The rule of law is forever imperfect because human beings are self-interested by evolutionary nature. Therefore, we must consciously resist questions such as these: What actions will allow us to get away with something? What will keep us, alone, alive? What will enrich us to the disadvantage of others? What will give us, alone, an edge? Those who are Churched would say we are sinners, forever damaged in flesh and mind.
Law is the mechanism that democracies have devised, in acknowledgment of our baser impulses, to set up standards for behavior, to protect the weak from the strong, to prevent or redress injustices, and to govern our political, civil and international relationships. The law too often fails or is corrupted or abused, but healthy democracies are self-correcting. They reexamine laws, improve or dispose of them as needed, redraw standards, recognize that societies are in flux and thus the law must also evolve.
For those who aspire to or hold positions of power, the exercise of the law requires restraint, patience, an equable temperament, the ability to synthesize volumes of facts, many of them contradictory, and arrive at just conclusions based on the standards of the law.

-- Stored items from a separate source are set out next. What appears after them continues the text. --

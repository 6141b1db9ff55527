//! Mercadito Storefront - QR-driven product catalog.
//!
//! This binary serves the public storefront on port 3000.
//!
//! # Architecture
//!
//! - Axum web framework with Askama templates for server-side rendering
//! - Catalog loaded once per process from a static table or a published
//!   spreadsheet CSV export
//! - Per-session cart in tower-sessions (in-memory store)
//! - Checkout hands off to a prefilled WhatsApp deep link

#![cfg_attr(not(test), forbid(unsafe_code))]

use tower_http::services::ServeDir;
use tower_http::trace::TraceLayer;
use tracing_subscriber::{layer::SubscriberExt, util::SubscriberInitExt};

use mercadito_storefront::config::StorefrontConfig;
use mercadito_storefront::state::AppState;
use mercadito_storefront::{middleware, routes};

#[tokio::main]
async fn main() {
    // Load configuration from environment
    let config = StorefrontConfig::from_env().expect("Failed to load configuration");

    // Initialize tracing with EnvFilter
    // Defaults to info level for our crate if RUST_LOG is not set
    let env_filter = tracing_subscriber::EnvFilter::try_from_default_env()
        .unwrap_or_else(|_| "mercadito_storefront=info,tower_http=debug".into());

    tracing_subscriber::registry()
        .with(env_filter)
        .with(tracing_subscriber::fmt::layer())
        .init();

    // Build application state
    let state = AppState::new(config.clone());

    // Warm the catalog cache. A failure here is not fatal: the source is
    // retried on the next request and surfaced to the user there.
    match state.catalog().load().await {
        Ok(catalog) => tracing::info!(products = catalog.len(), "catalog warmed"),
        Err(e) => tracing::warn!("catalog not available at startup: {e}"),
    }

    // Create session layer
    let session_layer = middleware::create_session_layer(&config);

    // Build router
    let app = routes::routes()
        .nest_service("/static", ServeDir::new("crates/storefront/static"))
        .layer(session_layer)
        .layer(TraceLayer::new_for_http())
        .with_state(state);

    // Start server
    let addr = config.socket_addr();
    tracing::info!("storefront listening on {}", addr);

    let listener = tokio::net::TcpListener::bind(addr)
        .await
        .expect("Failed to bind to address");

    axum::serve(listener, app)
        .with_graceful_shutdown(shutdown_signal())
        .await
        .expect("Server error");
}

/// Wait for shutdown signal (Ctrl+C or SIGTERM).
async fn shutdown_signal() {
    let ctrl_c = async {
        tokio::signal::ctrl_c()
            .await
            .expect("Failed to install Ctrl+C handler");
    };

    #[cfg(unix)]
    let terminate = async {
        tokio::signal::unix::signal(tokio::signal::unix::SignalKind::terminate())
            .expect("Failed to install signal handler")
            .recv()
            .await;
    };

    #[cfg(not(unix))]
    let terminate = std::future::pending::<()>();

    tokio::select! {
        () = ctrl_c => {},
        () = terminate => {},
    }

    tracing::info!("Shutdown signal received, starting graceful shutdown");
}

The rule of law is subverted by passion and impulse, by dishonesty, and by calls for vengeance and cruelty. Mr. Trump has shown by his words and actions that he is guilty of each of these vices.
He would bring back torture: “It works,” Trump said over and over again. “Believe me, it works. And you know what? If it doesn’t work, they deserve it anyway, for what they’re doing. It works.” *1 Examine the statement in its full context: In spite of contrary evidence, he proclaims that it works because he says so — his words alone guarantee the truth of his statement, nothing else; he dispenses with any appeal to reason in any form. Then he undercuts his own proclamation: “If it doesn’t work….” He asserts that retribution is the real reason for the use of torture — make ‘terrorists’ suffer because they have caused suffering (how he would assure that the innocent are not pulled into his cellars and dungeons he never reveals because I suspect he does not care). Set the moral repulsiveness and self-defeating nature of torture aside for a moment and reflect on what kind of apparatus would be necessary to create such a system: the recruitment and training of torturers, the abolition of due process for ‘terrorists’ (and what of American citizens caught up in this police net?), the degradation of the 8th Amendment’s stricture against “cruel and unusual punishment.” By Mr. Trump’s own words, he means to punish. Nothing else.
He attacked the judge hearing the fraud case against Trump University, Judge Curiel, on the basis of his heritage, calling him a “Mexican”, the noun used as a slur, and saying that Curiel*2 has an “inherent” bias against him because he is going to “build a wall.” Look at the word “inherent.” It means that a quality is innate, inborn, genetically set. In Curiel’s instance, Mr. Trump implies that some inbred obstacle prevents him from ruling according to the facts of a case — Curiel is morally and/or intellectually deficient.
The danger of this attack on Curiel is not only the damage it does to a good man and his family, it is also the domino effect it sets up as framed by this question and its logical answer: who is fit to serve as a judge and make decisions? A white judge for white people, black for black, latino for latino, etc. The end of that line of reasoning is the destruction of American law itself. Instead, tribal law would take its place.
Mr. Trump’s believes race and background are the true indicators of who is an American. He will decide who belongs, not the law, not facts, not reason, not goodness, not justice. He will decide. This is the very definition of tyranny, the rule of one man whose prejudices and capricious whims would determine the fate of anyone brought before him.
*1 Washington Post, November 23, 2015
*2 Judge Curiel is an American Citizen.
The Senate passed a bill against torture. President Obama forbade its use. Mr. Trump’s call to bring it back would violate existing law. The exhaustive Senate Report on Torture showed that it did not work, that it was sadistic, counterproductive and counter to every decent expression of American law and conscience.